El último escándalo de corrupción tuvo lugar febrero. Ese mes, Jonathan despidió al gobernador del banco central, Lamido Sanusi. Sanusi, a quien la revista Banker nombró mejor banquero central de 2011, había acusado a la petrolera estatal, la Nigerian National Petroleum Corporation, de ocultar al gobierno nigeriano 50.000 millones de dólares de beneficios. El episodio generó un duro intercambio entre Sanusi y Jonathan, a quien el exgobernador acusa de estar rodeado de asesores corruptos.
Las fronteras nigerianas, trazadas artificialmente, suponen un problema añadido. El país contiene más de 500 grupos étnicos que hablan hasta 350 idiomas y está dividido entre un norte predominantemente musulmán, en el que se aplica la Sharia, y un sur cristiano. La falta de oportunidades en el norte, política y económicamente marginado, es el combustible que alimenta a Boko Haram. Para colmo de males las fronteras con Camerún, Níger y Chad son porosas. El ejército no puede obtener una victoria decisiva ante enemigos que se repliegan.

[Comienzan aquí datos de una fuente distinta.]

//! Logging infrastructure using `tracing` and `tracing-subscriber`.
//!
//! The store and panel crates only emit events; this module installs the
//! subscriber that prints them.
//!
//! # Log Levels
//!
//! - `error`: Fatal CLI errors
//! - `warn`: Settings fallbacks, unusual input
//! - `info`: Command progress, replay totals
//! - `debug`: Every applied or skipped store action
//! - `trace`: Every history snapshot recorded
//!
//! # Usage
//!
//! ```ignore
//! use bcfg_cli::logging::{init_logging, LogConfig};
//!
//! let config = LogConfig::default();
//! init_logging(&config).expect("init logging");
//! ```

use std::fs::{File, OpenOptions};
use std::io::{self, Write};
use std::path::PathBuf;
use std::sync::{Arc, Mutex};

use tracing::level_filters::LevelFilter;
use tracing_subscriber::{
    EnvFilter,
    fmt::{self, MakeWriter},
    layer::SubscriberExt,
    util::SubscriberInitExt,
};

/// Crates whose events follow the configured level.
const WORKSPACE_TARGETS: [&str; 4] = ["bcfg_cli", "bcfg_model", "bcfg_panels", "bcfg_store"];

/// Configuration for logging behavior.
#[derive(Debug, Clone)]
pub struct LogConfig {
    /// Maximum level for workspace crates.
    pub level_filter: LevelFilter,
    /// Let `RUST_LOG` override `level_filter` when set.
    pub use_env_filter: bool,
    /// Whether to include timestamps in log output.
    pub with_timestamps: bool,
    /// Whether to include target (module path) in log output.
    pub with_target: bool,
    /// Whether to include span close events (json only).
    pub with_spans: bool,
    /// Whether to use ANSI colors in output.
    pub with_ansi: bool,
    pub format: LogFormat,
    /// Optional log file path. When set, logs are appended to the file.
    pub log_file: Option<PathBuf>,
}

/// Log output format.
#[derive(Debug, Clone, Copy, Default, PartialEq, Eq)]
pub enum LogFormat {
    /// Human-readable pretty format with colors.
    #[default]
    Pretty,
    /// Compact single-line format.
    Compact,
    /// JSON format for machine parsing.
    Json,
}

impl Default for LogConfig {
    fn default() -> Self {
        Self {
            level_filter: LevelFilter::WARN,
            use_env_filter: true,
            with_timestamps: false,
            with_target: false,
            with_spans: false,
            with_ansi: true,
            format: LogFormat::default(),
            log_file: None,
        }
    }
}

impl LogConfig {
    #[must_use]
    pub fn with_level_filter(mut self, level_filter: LevelFilter) -> Self {
        self.level_filter = level_filter;
        self
    }

    #[must_use]
    pub fn with_format(mut self, format: LogFormat) -> Self {
        self.format = format;
        self
    }

    /// Set the log file path (writes to stderr when None).
    #[must_use]
    pub fn with_log_file(mut self, path: Option<PathBuf>) -> Self {
        self.log_file = path;
        self
    }

    #[must_use]
    pub fn with_ansi(mut self, enable: bool) -> Self {
        self.with_ansi = enable;
        self
    }
}

/// Initialize the global tracing subscriber.
///
/// # Errors
///
/// Returns an error if the log file cannot be opened.
///
/// # Panics
///
/// Panics if a global subscriber is already installed.
pub fn init_logging(config: &LogConfig) -> io::Result<()> {
    if let Some(path) = &config.log_file {
        let file = OpenOptions::new().create(true).append(true).open(path)?;
        init_logging_with_writer(config, SharedFileWriter::new(file));
    } else {
        init_logging_with_writer(config, io::stderr);
    }
    Ok(())
}

/// Initialize logging with a custom writer.
pub fn init_logging_with_writer<W>(config: &LogConfig, writer: W)
where
    W: for<'writer> MakeWriter<'writer> + Send + Sync + 'static,
{
    let filter = build_env_filter(config);

    match config.format {
        LogFormat::Json => {
            let layer = fmt::layer()
                .json()
                .with_writer(writer)
                .with_target(config.with_target)
                .with_span_events(if config.with_spans {
                    fmt::format::FmtSpan::CLOSE
                } else {
                    fmt::format::FmtSpan::NONE
                });

            tracing_subscriber::registry()
                .with(filter)
                .with(layer)
                .init();
        }
        LogFormat::Compact => {
            let layer = fmt::layer()
                .compact()
                .with_writer(writer)
                .with_ansi(config.with_ansi)
                .with_target(config.with_target);

            if config.with_timestamps {
                tracing_subscriber::registry()
                    .with(filter)
                    .with(layer)
                    .init();
            } else {
                tracing_subscriber::registry()
                    .with(filter)
                    .with(layer.without_time())
                    .init();
            }
        }
        LogFormat::Pretty => {
            let layer = fmt::layer()
                .with_writer(writer)
                .with_ansi(config.with_ansi)
                .with_target(config.with_target);

            if config.with_timestamps {
                tracing_subscriber::registry()
                    .with(filter)
                    .with(layer)
                    .init();
            } else {
                tracing_subscriber::registry()
                    .with(filter)
                    .with(layer.without_time())
                    .init();
            }
        }
    }
}

#[derive(Clone)]
struct SharedFileWriter {
    file: Arc<Mutex<File>>,
}

impl SharedFileWriter {
    fn new(file: File) -> Self {
        Self {
            file: Arc::new(Mutex::new(file)),
        }
    }
}

struct SharedFileGuard {
    file: Arc<Mutex<File>>,
}

impl Write for SharedFileGuard {
    fn write(&mut self, buf: &[u8]) -> io::Result<usize> {
        let mut guard = self
            .file
            .lock()
            .map_err(|_| io::Error::other("log file lock poisoned"))?;
        guard.write(buf)
    }

    fn flush(&mut self) -> io::Result<()> {
        let mut guard = self
            .file
            .lock()
            .map_err(|_| io::Error::other("log file lock poisoned"))?;
        guard.flush()
    }
}

impl<'a> MakeWriter<'a> for SharedFileWriter {
    type Writer = SharedFileGuard;

    fn make_writer(&'a self) -> Self::Writer {
        SharedFileGuard {
            file: Arc::clone(&self.file),
        }
    }
}

/// Default filter directives: other crates at `warn`, workspace crates at `level`.
pub fn default_directives(level_filter: LevelFilter) -> String {
    let level = level_filter.to_string().to_lowercase();
    let global = if level_filter < LevelFilter::WARN {
        level.as_str()
    } else {
        "warn"
    };
    let mut directives = vec![global.to_string()];
    directives.extend(
        WORKSPACE_TARGETS
            .iter()
            .map(|target| format!("{target}={level}")),
    );
    directives.join(",")
}

fn build_env_filter(config: &LogConfig) -> EnvFilter {
    let fallback = || EnvFilter::new(default_directives(config.level_filter));
    if config.use_env_filter {
        EnvFilter::try_from_default_env().unwrap_or_else(|_| fallback())
    } else {
        fallback()
    }
}

#[cfg(test)]
mod tests {
    use super::*;

    #[test]
    fn directives_raise_workspace_crates_only() {
        assert_eq!(
            default_directives(LevelFilter::DEBUG),
            "warn,bcfg_cli=debug,bcfg_model=debug,bcfg_panels=debug,bcfg_store=debug"
        );
    }

    #[test]
    fn quieter_levels_apply_everywhere() {
        assert_eq!(
            default_directives(LevelFilter::ERROR),
            "error,bcfg_cli=error,bcfg_model=error,bcfg_panels=error,bcfg_store=error"
        );
    }
}
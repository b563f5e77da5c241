//! Numeric form input.
//!
//! Text typed into a numeric field is never rejected. A value that does not
//! parse, is not finite, or is zero is replaced by the field's fallback
//! before it reaches the store.
//!
//! The whole field must be a number: text with a trailing unit such as `24m`
//! falls back rather than keeping its numeric prefix, and infinities fall
//! back as well.

use serde::Serialize;

/// Width used when the width field holds no usable number.
pub const WIDTH_FALLBACK: f64 = 12.0;
/// Eave height used when the eave field holds no usable number.
pub const EAVE_HEIGHT_FALLBACK: f64 = 6.0;
/// Crane capacity used when the crane field holds no usable number.
pub const CRANE_CAPACITY_FALLBACK: f64 = 0.0;

pub const EAVE_HEIGHT_MIN: f64 = 3.0;
pub const EAVE_HEIGHT_MAX: f64 = 15.0;
/// Width bounds when no template is known.
pub const WIDTH_MIN: f64 = 6.0;
pub const WIDTH_MAX: f64 = 100.0;
/// Step of every numeric spinner.
pub const INPUT_STEP: f64 = 0.5;

/// Parse `raw`, substituting `fallback` for blank, malformed, non-finite or
/// zero input.
pub fn number_or(raw: &str, fallback: f64) -> f64 {
    match raw.trim().parse::<f64>() {
        Ok(value) if value.is_finite() && value != 0.0 => value,
        _ => fallback,
    }
}

/// Inclusive bounds shown on a numeric field. Informational only.
#[derive(Debug, Clone, Copy, PartialEq, Serialize)]
pub struct NumericBounds {
    pub min: f64,
    pub max: Option<f64>,
    pub step: f64,
}

impl NumericBounds {
    pub fn new(min: f64, max: f64) -> Self {
        Self {
            min,
            max: Some(max),
            step: INPUT_STEP,
        }
    }

    /// Lower bound only.
    pub fn at_least(min: f64) -> Self {
        Self {
            min,
            max: None,
            step: INPUT_STEP,
        }
    }
}

#[cfg(test)]
mod tests {
    use super::*;

    #[test]
    fn parses_plain_numbers() {
        assert_eq!(number_or("24", WIDTH_FALLBACK), 24.0);
        assert_eq!(number_or(" 7.5 ", EAVE_HEIGHT_FALLBACK), 7.5);
        assert_eq!(number_or("-3", WIDTH_FALLBACK), -3.0);
    }

    #[test]
    fn falls_back_on_unusable_input() {
        assert_eq!(number_or("", WIDTH_FALLBACK), 12.0);
        assert_eq!(number_or("abc", EAVE_HEIGHT_FALLBACK), 6.0);
        assert_eq!(number_or("0", WIDTH_FALLBACK), 12.0);
        assert_eq!(number_or("NaN", EAVE_HEIGHT_FALLBACK), 6.0);
        assert_eq!(number_or("inf", WIDTH_FALLBACK), 12.0);
        assert_eq!(number_or("x", CRANE_CAPACITY_FALLBACK), 0.0);
    }

    #[test]
    fn numeric_prefix_is_not_enough() {
        assert_eq!(number_or("24m", WIDTH_FALLBACK), 12.0);
        assert_eq!(number_or("7.5 t", CRANE_CAPACITY_FALLBACK), 0.0);
        assert_eq!(number_or("Infinity", EAVE_HEIGHT_FALLBACK), 6.0);
    }
}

Boko Haram está debilitado, recurriendo al secuestro para mantener su enfrentamiento contra el gobierno de Abuja. Operaciones como esta acabarán con el apoyo popular del grupo, incluso en su bastión en el norte. Pero como observa Max Fischer, la insurgencia cuenta con el Estado nigeriano como aliado. Tras la aparición de Boko Haram no hay un cúmulo de circunstancias desafortunadas, sino una crisis estructural de Nigeria como país y Estado.